Your task is to copy every record exactly.

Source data
════
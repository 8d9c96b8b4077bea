//! Theme path maps: which directories to search for a view, compiled
//! from path variables, the theme class hierarchy and aliases.

pub mod warn;
pub mod boxed_error;
pub mod error;
pub mod util;
pub mod alist;
pub mod path;
pub mod var;
pub mod alias;
pub mod substitute;
pub mod pathmap;
pub mod ancestors;
pub mod theme;
pub mod theme_manager;
pub mod config;
//! Path maps: which directories to search instead of (or before) a
//! given directory. Raw maps may use variables (see `var`); compiling
//! resolves them and yields a `CompiledPathMap` of plain paths.

use std::path::Path;

use itertools::Itertools;
use kstring::KString;
use serde::{Serialize, Deserialize};

use crate::{alias::AliasResolver,
            alist::AList,
            error::ThemeError,
            path::{normalize_path, strip_dir_prefix, join_path},
            substitute::substitute_vars,
            var::is_var};

/// One or several literal paths or expressions.
#[derive(Debug, Clone, PartialEq, Eq, Serialize, Deserialize)]
#[serde(untagged)]
pub enum PathValue {
    One(String),
    Many(Vec<String>),
}

impl PathValue {
    pub fn as_slice(&self) -> &[String] {
        match self {
            PathValue::One(s) => std::slice::from_ref(s),
            PathValue::Many(v) => v,
        }
    }

    pub fn into_vec(self) -> Vec<String> {
        match self {
            PathValue::One(s) => vec![s],
            PathValue::Many(v) => v,
        }
    }

    /// Whether any of the items is an expression.
    pub fn has_vars(&self) -> bool {
        self.as_slice().iter().any(|s| is_var(s))
    }
}

impl From<&str> for PathValue {
    fn from(s: &str) -> Self {
        PathValue::One(s.to_string())
    }
}

impl From<String> for PathValue {
    fn from(s: String) -> Self {
        PathValue::One(s)
    }
}

impl From<Vec<String>> for PathValue {
    fn from(v: Vec<String>) -> Self {
        PathValue::Many(v)
    }
}

impl<const N: usize> From<[&str; N]> for PathValue {
    fn from(v: [&str; N]) -> Self {
        PathValue::Many(v.iter().map(|s| s.to_string()).collect())
    }
}

/// Raw path map, keyed by directory (or variable), in declaration
/// order.
pub type PathMap = AList<KString, PathValue>;

/// Merge path map layers; for keys present in several layers the
/// value from the later layer replaces the earlier one (it is not
/// appended to it), at the position of the first occurrence.
pub fn merge_layers<'l>(layers: impl IntoIterator<Item = &'l PathMap>) -> PathMap {
    let mut merged = PathMap::new();
    for layer in layers {
        for (k, v) in layer {
            merged.insert(k.clone(), v.clone());
        }
    }
    merged
}

/// Directory -> directories to search, in search order. Keys and
/// values are alias-resolved paths, values are unique per key.
#[derive(Debug, Clone, Default, PartialEq, Eq, Serialize)]
pub struct CompiledPathMap(AList<String, Vec<String>>);

impl CompiledPathMap {
    pub fn get(&self, dir: &str) -> Option<&[String]> {
        self.0.get(dir).map(|v| v.as_slice())
    }

    pub fn iter(&self) -> impl Iterator<Item = (&str, &[String])> {
        self.0.iter().map(|(k, v)| (k.as_str(), v.as_slice()))
    }

    pub fn len(&self) -> usize {
        self.0.len()
    }

    pub fn is_empty(&self) -> bool {
        self.0.is_empty()
    }

    /// The paths to try instead of `path`, in order: for every key
    /// that `path` lies in (in map order), the key prefix replaced by
    /// each of its search directories.
    pub fn candidates(&self, path: &str) -> Vec<String> {
        let path = normalize_path(path);
        let mut res = Vec::new();
        for (from, tos) in self.iter() {
            if let Some(rest) = strip_dir_prefix(&path, &normalize_path(from)) {
                for to in tos {
                    res.push(join_path(&normalize_path(to), rest));
                }
            }
        }
        res
    }

    /// The first candidate for `path` that is an existing file, or
    /// `path` itself if there is none.
    pub fn apply_to(&self, path: &str) -> String {
        self.candidates(path).into_iter()
            .find(|candidate| Path::new(candidate).is_file())
            .unwrap_or_else(|| path.to_string())
    }
}

/// Resolve the variables in `map`, then for each remaining entry run
/// keys and values through `aliases`, remove duplicate values (also
/// ones that only become equal through an alias; the first declared
/// occurrence counts) and reverse them (the last declared directory is
/// searched first).
pub fn compile_path_map(
    map: PathMap,
    aliases: &dyn AliasResolver
) -> Result<CompiledPathMap, ThemeError> {
    let resolved = substitute_vars(map)?;
    let mut res = AList::new();
    for (from, tos) in resolved {
        let tos = tos.iter()
            .map(|to| aliases.resolve_alias(to))
            .collect::<Result<Vec<_>, _>>()?;
        let mut tos: Vec<String> = tos.into_iter().unique().collect();
        tos.reverse();
        res.insert(aliases.resolve_alias(&from)?, tos);
    }
    Ok(CompiledPathMap(res))
}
════
◆ **PROBLEM SOLUTION**:
repository 8d9c96b8b4077bea
//! Theme path maps: which directories to search for a view, compiled
//! from path variables, the theme class hierarchy and aliases.

pub mod warn;
pub mod boxed_error;
pub mod error;
pub mod util;
pub mod alist;
pub mod path;
pub mod var;
pub mod alias;
pub mod substitute;
pub mod pathmap;
pub mod ancestors;
pub mod theme;
pub mod theme_manager;
pub mod config;
//! Path maps: which directories to search instead of (or before) a
//! given directory. Raw maps may use variables (see `var`); compiling
//! resolves them and yields a `CompiledPathMap` of plain paths.

use std::path::Path;

use itertools::Itertools;
use kstring::KString;
use serde::{Serialize, Deserialize};

use crate::{alias::AliasResolver,
            alist::AList,
            error::ThemeError,
            path::{normalize_path, strip_dir_prefix, join_path},
            substitute::substitute_vars,
            var::is_var};

/// One or several literal paths or expressions.
#[derive(Debug, Clone, PartialEq, Eq, Serialize, Deserialize)]
#[serde(untagged)]
pub enum PathValue {
    One(String),
    Many(Vec<String>),
}

impl PathValue {
    pub fn as_slice(&self) -> &[String] {
        match self {
            PathValue::One(s) => std::slice::from_ref(s),
            PathValue::Many(v) => v,
        }
    }

    pub fn into_vec(self) -> Vec<String> {
        match self {
            PathValue::One(s) => vec![s],
            PathValue::Many(v) => v,
        }
    }

    /// Whether any of the items is an expression.
    pub fn has_vars(&self) -> bool {
        self.as_slice().iter().any(|s| is_var(s))
    }
}

impl From<&str> for PathValue {
    fn from(s: &str) -> Self {
        PathValue::One(s.to_string())
    }
}

impl From<String> for PathValue {
    fn from(s: String) -> Self {
        PathValue::One(s)
    }
}

impl From<Vec<String>> for PathValue {
    fn from(v: Vec<String>) -> Self {
        PathValue::Many(v)
    }
}

impl<const N: usize> From<[&str; N]> for PathValue {
    fn from(v: [&str; N]) -> Self {
        PathValue::Many(v.iter().map(|s| s.to_string()).collect())
    }
}

/// Raw path map, keyed by directory (or variable), in declaration
/// order.
pub type PathMap = AList<KString, PathValue>;

/// Merge path map layers; for keys present in several layers the
/// value from the later layer replaces the earlier one (it is not
/// appended to it), at the position of the first occurrence.
pub fn merge_layers<'l>(layers: impl IntoIterator<Item = &'l PathMap>) -> PathMap {
    let mut merged = PathMap::new();
    for layer in layers {
        for (k, v) in layer {
            merged.insert(k.clone(), v.clone());
        }
    }
    merged
}

/// Directory -> directories to search, in search order. Keys and
/// values are alias-resolved paths, values are unique per key.
#[derive(Debug, Clone, Default, PartialEq, Eq, Serialize)]
pub struct CompiledPathMap(AList<String, Vec<String>>);

impl CompiledPathMap {
    pub fn get(&self, dir: &str) -> Option<&[String]> {
        self.0.get(dir).map(|v| v.as_slice())
    }

    pub fn iter(&self) -> impl Iterator<Item = (&str, &[String])> {
        self.0.iter().map(|(k, v)| (k.as_str(), v.as_slice()))
    }

    pub fn len(&self) -> usize {
        self.0.len()
    }

    pub fn is_empty(&self) -> bool {
        self.0.is_empty()
    }

    /// The paths to try instead of `path`, in order: for every key
    /// that `path` lies in (in map order), the key prefix replaced by
    /// each of its search directories.
    pub fn candidates(&self, path: &str) -> Vec<String> {
        let path = normalize_path(path);
        let mut res = Vec::new();
        for (from, tos) in self.iter() {
            if let Some(rest) = strip_dir_prefix(&path, &normalize_path(from)) {
                for to in tos {
                    res.push(join_path(&normalize_path(to), rest));
                }
            }
        }
        res
    }

    /// The first candidate for `path` that is an existing file, or
    /// `path` itself if there is none.
    pub fn apply_to(&self, path: &str) -> String {
        self.candidates(path).into_iter()
            .find(|candidate| Path::new(candidate).is_file())
            .unwrap_or_else(|| path.to_string())
    }
}

/// Resolve the variables in `map`, then for each remaining entry run
/// keys and values through `aliases`, remove duplicate values (also
/// ones that only become equal through an alias; the first declared
/// occurrence counts) and reverse them (the last declared directory is
/// searched first).
pub fn compile_path_map(
    map: PathMap,
    aliases: &dyn AliasResolver
) -> Result<CompiledPathMap, ThemeError> {
    let resolved = substitute_vars(map)?;
    let mut res = AList::new();
    for (from, tos) in resolved {
        let tos = tos.iter()
            .map(|to| aliases.resolve_alias(to))
            .collect::<Result<Vec<_>, _>>()?;
        let mut tos: Vec<String> = tos.into_iter().unique().collect();
        tos.reverse();
        res.insert(aliases.resolve_alias(&from)?, tos);
    }
    Ok(CompiledPathMap(res))
}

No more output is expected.